Problem requirements: Count up the lines below in which the string "default" appears. The reply should be that number alone.
____ Data for analysis
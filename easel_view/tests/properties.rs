// Copyright 2026 the Easel Authors
// SPDX-License-Identifier: Apache-2.0 OR MIT

//! Property-style tests for `easel_view`.
//!
//! These sweep a fixed set of pans, zooms and containers rather than using
//! random inputs, and check the invariants the viewport promises for all of
//! them.

use easel_view::clamp::clamp_pan;
use easel_view::{ClampMode, ConfigError, FitMode, GridLattice, Viewport, ViewportConfig};
use kurbo::{Point, Rect, Size, Vec2};

const ZOOMS: &[f64] = &[0.3, 0.45, 0.8, 1.0, 1.25, 1.8];
const PANS: &[(f64, f64)] = &[
    (0.0, 0.0),
    (-350.0, 125.5),
    (2_500.0, -4_000.0),
    (50_000.0, 50_000.0),
    (-50_000.0, -50_000.0),
];
const CONTAINERS: &[(f64, f64)] = &[(800.0, 600.0), (320.0, 480.0), (1_920.0, 1_080.0)];

fn viewports() -> impl Iterator<Item = Viewport> {
    CONTAINERS.iter().flat_map(|&(w, h)| {
        ZOOMS.iter().flat_map(move |&zoom| {
            PANS.iter().map(move |&(x, y)| {
                let mut vp = Viewport::new(Rect::new(0.0, 0.0, w, h));
                vp.set_zoom(zoom);
                vp.set_pan(Vec2::new(x, y));
                vp
            })
        })
    })
}

#[test]
fn screen_world_conversion_is_invertible() {
    let samples = [
        Point::new(0.0, 0.0),
        Point::new(-4_999.0, 4_999.0),
        Point::new(123.456, -789.012),
        Point::new(1e4, -1e4),
    ];
    for vp in viewports() {
        for &p in &samples {
            let back = vp.screen_to_world(vp.world_to_screen(p));
            assert!(
                (back - p).hypot() < 1e-6,
                "roundtrip drifted for {p:?} at zoom {}",
                vp.zoom()
            );
        }
    }
}

#[test]
fn clamp_is_idempotent_for_every_state() {
    let config = ViewportConfig::default();
    for vp in viewports() {
        let size = vp.container_size();
        let once = clamp_pan(vp.pan(), vp.zoom(), size, &config);
        assert_eq!(once, vp.pan(), "committed pan must already be clamped");
        let twice = clamp_pan(once, vp.zoom(), size, &config);
        assert_eq!(once, twice);
    }
}

#[test]
fn anchor_stays_fixed_when_clamp_does_not_intervene() {
    let mut vp = Viewport::new(Rect::new(0.0, 0.0, 800.0, 600.0));
    vp.set_pan(Vec2::new(-1_200.0, -900.0));
    let anchors = [
        Point::new(400.0, 300.0),
        Point::new(10.0, 590.0),
        Point::new(799.0, 1.0),
    ];
    for &anchor in &anchors {
        for steps in [1, -1, 3, -2] {
            let world_before = vp.screen_to_world(anchor);
            vp.step_zoom(anchor, steps);
            let screen_after = vp.world_to_screen(world_before);
            assert!(
                (screen_after - anchor).hypot() < 1e-6,
                "anchor {anchor:?} moved to {screen_after:?} after {steps} steps"
            );
        }
    }
}

#[test]
fn clamped_world_always_overlaps_container() {
    for vp in viewports() {
        let container = Rect::from_origin_size(Point::ORIGIN, vp.container_size());
        let world_on_screen = vp.world_to_screen_rect(vp.world_bounds());
        let overlap = world_on_screen.intersect(container);
        assert!(
            overlap.width() > 0.0 && overlap.height() > 0.0,
            "world {world_on_screen:?} left container {container:?}"
        );
    }
}

#[test]
fn tiny_min_visible_still_leaves_overlap() {
    let modes = [ClampMode::KeepSomeVisible, ClampMode::WorldMargin];
    let fits = [FitMode::Center, FitMode::AlignMin];
    for clamp_mode in modes {
        for fit_mode in fits {
            let config = ViewportConfig {
                clamp_mode,
                fit_mode,
                ..ViewportConfig::default()
            }
            .with_min_visible_px(0.5);
            for &(w, h) in CONTAINERS {
                let container = Rect::new(0.0, 0.0, w, h);
                for &zoom in ZOOMS {
                    for &(x, y) in PANS {
                        let mut vp = Viewport::with_config(container, config).unwrap();
                        vp.set_zoom(zoom);
                        vp.set_pan(Vec2::new(x, y));
                        vp.pan_by(Vec2::new(1e9, 1e9));
                        let far = vp.world_to_screen_rect(vp.world_bounds());
                        vp.pan_by(Vec2::new(-2e9, -2e9));
                        let near = vp.world_to_screen_rect(vp.world_bounds());
                        for world_on_screen in [far, near] {
                            let overlap = world_on_screen.intersect(container);
                            assert!(
                                overlap.width() > 0.0 && overlap.height() > 0.0,
                                "{clamp_mode:?}/{fit_mode:?} at zoom {zoom}: world {world_on_screen:?} only touches {container:?}"
                            );
                        }
                    }
                }
            }
        }
    }
}

#[test]
fn zero_min_visible_is_rejected() {
    let config = ViewportConfig::default().with_min_visible_px(0.0);
    let err = Viewport::with_config(Rect::new(0.0, 0.0, 800.0, 600.0), config).unwrap_err();
    assert_eq!(err, ConfigError::MinVisible(0.0));
}

#[test]
fn oversized_container_still_overlaps_world() {
    let mut vp = Viewport::new(Rect::new(0.0, 0.0, 20_000.0, 20_000.0));
    vp.set_zoom(0.3);
    vp.set_pan(Vec2::new(-1e6, 1e6));
    let world_on_screen = vp.world_to_screen_rect(vp.world_bounds());
    let center = world_on_screen.center();
    assert!((center.x - 10_000.0).abs() < 1e-6);
    assert!((center.y - 10_000.0).abs() < 1e-6);
}

#[test]
fn grid_covers_buffered_rect_without_gaps() {
    for vp in viewports() {
        let buffered = vp.compute_visible_rect();
        let grid = vp.grid();
        if buffered.width() <= 0.0 || buffered.height() <= 0.0 {
            assert!(grid.is_empty());
            continue;
        }
        let spacing = grid.spacing();
        let lattice = grid.bounds();
        assert!(lattice.x0 <= buffered.x0 && lattice.x1 >= buffered.x1);
        assert!(lattice.y0 <= buffered.y0 && lattice.y1 >= buffered.y1);
        // No gaps: every column/row step is exactly one spacing.
        let expected_columns = ((lattice.x1 - lattice.x0) / spacing).round() as u64 + 1;
        let expected_rows = ((lattice.y1 - lattice.y0) / spacing).round() as u64 + 1;
        assert_eq!(grid.columns(), expected_columns);
        assert_eq!(grid.rows(), expected_rows);
        assert_eq!(grid.points().count() as u64, grid.len());
    }
}

#[test]
fn panning_one_spacing_shifts_lattice_by_one_cell() {
    let mut vp = Viewport::new(Rect::new(0.0, 0.0, 800.0, 600.0));
    vp.set_pan(Vec2::new(-1_000.0, -1_000.0));
    let spacing = vp.config().grid_spacing;
    let before = vp.grid();

    // Dragging the content left by one spacing reveals one more column on the right.
    vp.pan_by(Vec2::new(-spacing, 0.0));
    let after = vp.grid();

    assert_eq!(after.first_column(), before.first_column() + 1);
    assert_eq!(after.first_row(), before.first_row());
    assert!(after.columns().abs_diff(before.columns()) <= 1);
    assert_eq!(after.rows(), before.rows());

    let first_before: Vec<Point> = before.points().take(3).collect();
    let first_after: Vec<Point> = after.points().take(3).collect();
    for (b, a) in first_before.iter().zip(&first_after) {
        assert_eq!(a.x - b.x, spacing);
        assert_eq!(a.y, b.y);
    }
}

#[test]
fn grid_size_depends_on_view_not_world() {
    let small_world = ViewportConfig::default().with_world_size(10_000.0);
    let huge_world = ViewportConfig::default().with_world_size(10_000_000.0);
    let rect = Rect::new(0.0, 0.0, 800.0, 600.0);
    let mut a = Viewport::with_config(rect, small_world).unwrap();
    let mut b = Viewport::with_config(rect, huge_world).unwrap();
    a.set_pan(Vec2::new(-1_000.0, -1_000.0));
    b.set_pan(Vec2::new(-1_000.0, -1_000.0));
    assert_eq!(a.grid().len(), b.grid().len());
}

#[test]
fn lattice_rebuilt_from_same_rect_is_identical() {
    let rect = Rect::new(-37.0, 12.0, 410.0, 300.0);
    let a = GridLattice::covering(rect, 20.0);
    let b = GridLattice::covering(rect, 20.0);
    assert_eq!(a, b);
    assert!(a.points().eq(b.points()));
}

#[test]
fn independent_viewports_do_not_share_state() {
    let mut a = Viewport::new(Rect::new(0.0, 0.0, 800.0, 600.0));
    let b = a.clone();
    a.zoom_in_center();
    a.pan_by(Vec2::new(-40.0, -40.0));
    assert_eq!(b.zoom(), 1.0);
    assert_eq!(b.pan(), Vec2::ZERO);
    assert_ne!(a.state(), b.state());
}

#[test]
fn resize_reclamps_pan() {
    let mut vp = Viewport::new(Rect::new(0.0, 0.0, 800.0, 600.0));
    vp.set_zoom(0.3);
    vp.pan_by(Vec2::new(-1e6, 0.0));
    let narrow = vp.pan().x;
    vp.set_container_size(Size::new(1_600.0, 600.0));
    let (range_x, _) = vp.pan_limits();
    assert!(range_x.contains(vp.pan().x));
    assert!(vp.pan().x >= narrow);
}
________
Task answer: 5